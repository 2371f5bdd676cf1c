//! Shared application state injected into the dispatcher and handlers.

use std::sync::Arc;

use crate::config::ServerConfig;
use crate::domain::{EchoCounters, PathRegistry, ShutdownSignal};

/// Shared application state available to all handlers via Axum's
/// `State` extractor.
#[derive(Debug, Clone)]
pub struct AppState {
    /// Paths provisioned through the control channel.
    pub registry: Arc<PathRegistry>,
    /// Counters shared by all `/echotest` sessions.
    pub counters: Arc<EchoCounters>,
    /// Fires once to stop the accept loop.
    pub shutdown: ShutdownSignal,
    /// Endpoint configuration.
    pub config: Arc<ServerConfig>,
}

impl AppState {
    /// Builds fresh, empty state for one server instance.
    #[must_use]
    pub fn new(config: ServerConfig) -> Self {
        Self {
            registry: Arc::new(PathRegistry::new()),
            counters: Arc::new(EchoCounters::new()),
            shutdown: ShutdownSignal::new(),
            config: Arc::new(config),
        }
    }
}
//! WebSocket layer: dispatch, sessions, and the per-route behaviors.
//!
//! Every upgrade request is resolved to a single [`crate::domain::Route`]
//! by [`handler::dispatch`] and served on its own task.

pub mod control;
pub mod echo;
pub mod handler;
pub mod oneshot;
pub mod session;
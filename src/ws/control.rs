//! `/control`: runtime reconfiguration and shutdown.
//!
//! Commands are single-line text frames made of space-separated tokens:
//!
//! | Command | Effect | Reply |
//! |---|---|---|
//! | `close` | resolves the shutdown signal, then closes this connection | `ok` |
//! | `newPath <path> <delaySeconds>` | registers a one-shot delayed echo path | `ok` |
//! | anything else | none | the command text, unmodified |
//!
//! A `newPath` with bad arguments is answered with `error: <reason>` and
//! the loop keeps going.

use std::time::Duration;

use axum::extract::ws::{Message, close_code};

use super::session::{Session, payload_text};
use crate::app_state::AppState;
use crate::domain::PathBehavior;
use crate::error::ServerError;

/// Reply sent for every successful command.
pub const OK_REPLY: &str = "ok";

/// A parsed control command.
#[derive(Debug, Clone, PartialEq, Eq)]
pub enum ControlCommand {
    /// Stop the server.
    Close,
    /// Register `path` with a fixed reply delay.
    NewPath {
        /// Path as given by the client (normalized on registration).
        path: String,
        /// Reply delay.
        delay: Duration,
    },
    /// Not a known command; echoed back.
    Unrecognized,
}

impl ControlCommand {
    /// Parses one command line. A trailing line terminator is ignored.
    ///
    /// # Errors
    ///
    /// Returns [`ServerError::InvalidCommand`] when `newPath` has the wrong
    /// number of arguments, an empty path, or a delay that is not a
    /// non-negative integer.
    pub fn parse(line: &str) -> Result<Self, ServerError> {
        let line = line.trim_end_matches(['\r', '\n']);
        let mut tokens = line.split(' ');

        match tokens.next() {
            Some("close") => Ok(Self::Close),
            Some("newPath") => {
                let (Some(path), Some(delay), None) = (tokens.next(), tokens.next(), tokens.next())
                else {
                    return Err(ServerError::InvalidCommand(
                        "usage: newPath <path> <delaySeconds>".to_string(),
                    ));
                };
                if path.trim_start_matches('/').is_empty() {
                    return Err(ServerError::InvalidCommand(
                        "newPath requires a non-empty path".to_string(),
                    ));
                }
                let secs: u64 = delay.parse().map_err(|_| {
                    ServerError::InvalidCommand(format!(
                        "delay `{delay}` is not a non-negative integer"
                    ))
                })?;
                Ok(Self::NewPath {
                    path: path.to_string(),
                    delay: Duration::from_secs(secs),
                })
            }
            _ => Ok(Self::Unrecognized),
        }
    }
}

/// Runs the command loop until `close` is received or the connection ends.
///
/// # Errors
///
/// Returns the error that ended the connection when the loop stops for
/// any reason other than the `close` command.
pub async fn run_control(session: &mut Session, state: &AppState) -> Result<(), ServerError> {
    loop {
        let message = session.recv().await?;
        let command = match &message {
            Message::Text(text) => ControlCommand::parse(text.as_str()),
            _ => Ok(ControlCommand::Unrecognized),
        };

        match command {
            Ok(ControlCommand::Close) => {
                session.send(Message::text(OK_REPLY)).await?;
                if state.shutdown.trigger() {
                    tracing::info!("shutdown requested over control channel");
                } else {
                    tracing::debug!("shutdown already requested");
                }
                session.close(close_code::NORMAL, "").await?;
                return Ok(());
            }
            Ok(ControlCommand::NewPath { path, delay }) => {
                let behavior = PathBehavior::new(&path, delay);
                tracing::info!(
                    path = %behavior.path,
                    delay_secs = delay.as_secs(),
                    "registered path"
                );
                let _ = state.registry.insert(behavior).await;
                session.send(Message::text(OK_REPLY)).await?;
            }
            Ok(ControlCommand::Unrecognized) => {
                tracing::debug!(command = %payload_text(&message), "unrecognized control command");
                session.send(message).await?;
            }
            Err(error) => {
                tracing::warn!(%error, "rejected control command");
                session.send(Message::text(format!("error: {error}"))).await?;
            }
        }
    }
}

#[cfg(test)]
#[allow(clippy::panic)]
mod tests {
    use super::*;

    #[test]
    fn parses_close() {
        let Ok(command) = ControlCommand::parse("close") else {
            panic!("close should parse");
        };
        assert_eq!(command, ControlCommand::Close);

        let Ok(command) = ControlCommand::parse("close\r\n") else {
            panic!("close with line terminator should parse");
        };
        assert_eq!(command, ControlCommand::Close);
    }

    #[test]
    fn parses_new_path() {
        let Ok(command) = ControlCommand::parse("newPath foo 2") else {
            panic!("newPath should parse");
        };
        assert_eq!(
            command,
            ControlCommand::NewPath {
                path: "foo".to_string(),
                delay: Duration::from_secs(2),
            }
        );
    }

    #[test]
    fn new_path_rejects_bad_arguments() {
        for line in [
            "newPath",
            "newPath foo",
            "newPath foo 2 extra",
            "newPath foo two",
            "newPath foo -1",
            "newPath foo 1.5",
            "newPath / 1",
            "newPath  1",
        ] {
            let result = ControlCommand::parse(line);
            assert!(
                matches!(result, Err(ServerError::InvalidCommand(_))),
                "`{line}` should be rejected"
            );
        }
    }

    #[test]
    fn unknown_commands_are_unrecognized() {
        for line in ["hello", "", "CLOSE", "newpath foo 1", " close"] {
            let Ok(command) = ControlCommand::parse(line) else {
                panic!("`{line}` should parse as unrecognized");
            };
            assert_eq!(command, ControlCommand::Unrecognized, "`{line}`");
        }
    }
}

----

# [The problem]
The response must restate every entry word for word.

# [Answer to the exercise]
repository 2371f5bdd676cf1c
//! Shared application state injected into the dispatcher and handlers.

use std::sync::Arc;

use crate::config::ServerConfig;
use crate::domain::{EchoCounters, PathRegistry, ShutdownSignal};

/// Shared application state available to all handlers via Axum's
/// `State` extractor.
#[derive(Debug, Clone)]
pub struct AppState {
    /// Paths provisioned through the control channel.
    pub registry: Arc<PathRegistry>,
    /// Counters shared by all `/echotest` sessions.
    pub counters: Arc<EchoCounters>,
    /// Fires once to stop the accept loop.
    pub shutdown: ShutdownSignal,
    /// Endpoint configuration.
    pub config: Arc<ServerConfig>,
}

impl AppState {
    /// Builds fresh, empty state for one server instance.
    #[must_use]
    pub fn new(config: ServerConfig) -> Self {
        Self {
            registry: Arc::new(PathRegistry::new()),
            counters: Arc::new(EchoCounters::new()),
            shutdown: ShutdownSignal::new(),
            config: Arc::new(config),
        }
    }
}
//! WebSocket layer: dispatch, sessions, and the per-route behaviors.
//!
//! Every upgrade request is resolved to a single [`crate::domain::Route`]
//! by [`handler::dispatch`] and served on its own task.

pub mod control;
pub mod echo;
pub mod handler;
pub mod oneshot;
pub mod session;
filename src/ws/control.rs
//! `/control`: runtime reconfiguration and shutdown.
//!
//! Commands are single-line text frames made of space-separated tokens:
//!
//! | Command | Effect | Reply |
//! |---|---|---|
//! | `close` | resolves the shutdown signal, then closes this connection | `ok` |
//! | `newPath <path> <delaySeconds>` | registers a one-shot delayed echo path | `ok` |
//! | anything else | none | the command text, unmodified |
//!
//! A `newPath` with bad arguments is answered with `error: <reason>` and
//! the loop keeps going.

use std::time::Duration;

use axum::extract::ws::{Message, close_code};

use super::session::{Session, payload_text};
use crate::app_state::AppState;
use crate::domain::PathBehavior;
use crate::error::ServerError;

/// Reply sent for every successful command.
pub const OK_REPLY: &str = "ok";

/// A parsed control command.
#[derive(Debug, Clone, PartialEq, Eq)]
pub enum ControlCommand {
    /// Stop the server.
    Close,
    /// Register `path` with a fixed reply delay.
    NewPath {
        /// Path as given by the client (normalized on registration).
        path: String,
        /// Reply delay.
        delay: Duration,
    },
    /// Not a known command; echoed back.
    Unrecognized,
}

impl ControlCommand {
    /// Parses one command line. A trailing line terminator is ignored.
    ///
    /// # Errors
    ///
    /// Returns [`ServerError::InvalidCommand`] when `newPath` has the wrong
    /// number of arguments, an empty path, or a delay that is not a
    /// non-negative integer.
    pub fn parse(line: &str) -> Result<Self, ServerError> {
        let line = line.trim_end_matches(['\r', '\n']);
        let mut tokens = line.split(' ');

        match tokens.next() {
            Some("close") => Ok(Self::Close),
            Some("newPath") => {
                let (Some(path), Some(delay), None) = (tokens.next(), tokens.next(), tokens.next())
                else {
                    return Err(ServerError::InvalidCommand(
                        "usage: newPath <path> <delaySeconds>".to_string(),
                    ));
                };
                if path.trim_start_matches('/').is_empty() {
                    return Err(ServerError::InvalidCommand(
                        "newPath requires a non-empty path".to_string(),
                    ));
                }
                let secs: u64 = delay.parse().map_err(|_| {
                    ServerError::InvalidCommand(format!(
                        "delay `{delay}` is not a non-negative integer"
                    ))
                })?;
                Ok(Self::NewPath {
                    path: path.to_string(),
                    delay: Duration::from_secs(secs),
                })
            }
            _ => Ok(Self::Unrecognized),
        }
    }
}

/// Runs the command loop until `close` is received or the connection ends.
///
/// # Errors
///
/// Returns the error that ended the connection when the loop stops for
/// any reason other than the `close` command.
pub async fn run_control(session: &mut Session, state: &AppState) -> Result<(), ServerError> {
    loop {
        let message = session.recv().await?;
        let command = match &message {
            Message::Text(text) => ControlCommand::parse(text.as_str()),
            _ => Ok(ControlCommand::Unrecognized),
        };

        match command {
            Ok(ControlCommand::Close) => {
                session.send(Message::text(OK_REPLY)).await?;
                if state.shutdown.trigger() {
                    tracing::info!("shutdown requested over control channel");
                } else {
                    tracing::debug!("shutdown already requested");
                }
                session.close(close_code::NORMAL, "").await?;
                return Ok(());
            }
            Ok(ControlCommand::NewPath { path, delay }) => {
                let behavior = PathBehavior::new(&path, delay);
                tracing::info!(
                    path = %behavior.path,
                    delay_secs = delay.as_secs(),
                    "registered path"
                );
                let _ = state.registry.insert(behavior).await;
                session.send(Message::text(OK_REPLY)).await?;
            }
            Ok(ControlCommand::Unrecognized) => {
                tracing::debug!(command = %payload_text(&message), "unrecognized control command");
                session.send(message).await?;
            }
            Err(error) => {
                tracing::warn!(%error, "rejected control command");
                session.send(Message::text(format!("error: {error}"))).await?;
            }
        }
    }
}

#[cfg(test)]
#[allow(clippy::panic)]
mod tests {
    use super::*;

    #[test]
    fn parses_close() {
        let Ok(command) = ControlCommand::parse("close") else {
            panic!("close should parse");
        };
        assert_eq!(command, ControlCommand::Close);

        let Ok(command) = ControlCommand::parse("close\r\n") else {
            panic!("close with line terminator should parse");
        };
        assert_eq!(command, ControlCommand::Close);
    }

    #[test]
    fn parses_new_path() {
        let Ok(command) = ControlCommand::parse("newPath foo 2") else {
            panic!("newPath should parse");
        };
        assert_eq!(
            command,
            ControlCommand::NewPath {
                path: "foo".to_string(),
                delay: Duration::from_secs(2),
            }
        );
    }

    #[test]
    fn new_path_rejects_bad_arguments() {
        for line in [
            "newPath",
            "newPath foo",
            "newPath foo 2 extra",
            "newPath foo two",
            "newPath foo -1",
            "newPath foo 1.5",
            "newPath / 1",
            "newPath  1",
        ] {
            let result = ControlCommand::parse(line);
            assert!(
                matches!(result, Err(ServerError::InvalidCommand(_))),
                "`{line}` should be rejected"
            );
        }
    }

    #[test]
    fn unknown_commands_are_unrecognized() {
        for line in ["hello", "", "CLOSE", "newpath foo 1", " close"] {
            let Ok(command) = ControlCommand::parse(line) else {
                panic!("`{line}` should parse as unrecognized");
            };
            assert_eq!(command, ControlCommand::Unrecognized, "`{line}`");
        }
    }
}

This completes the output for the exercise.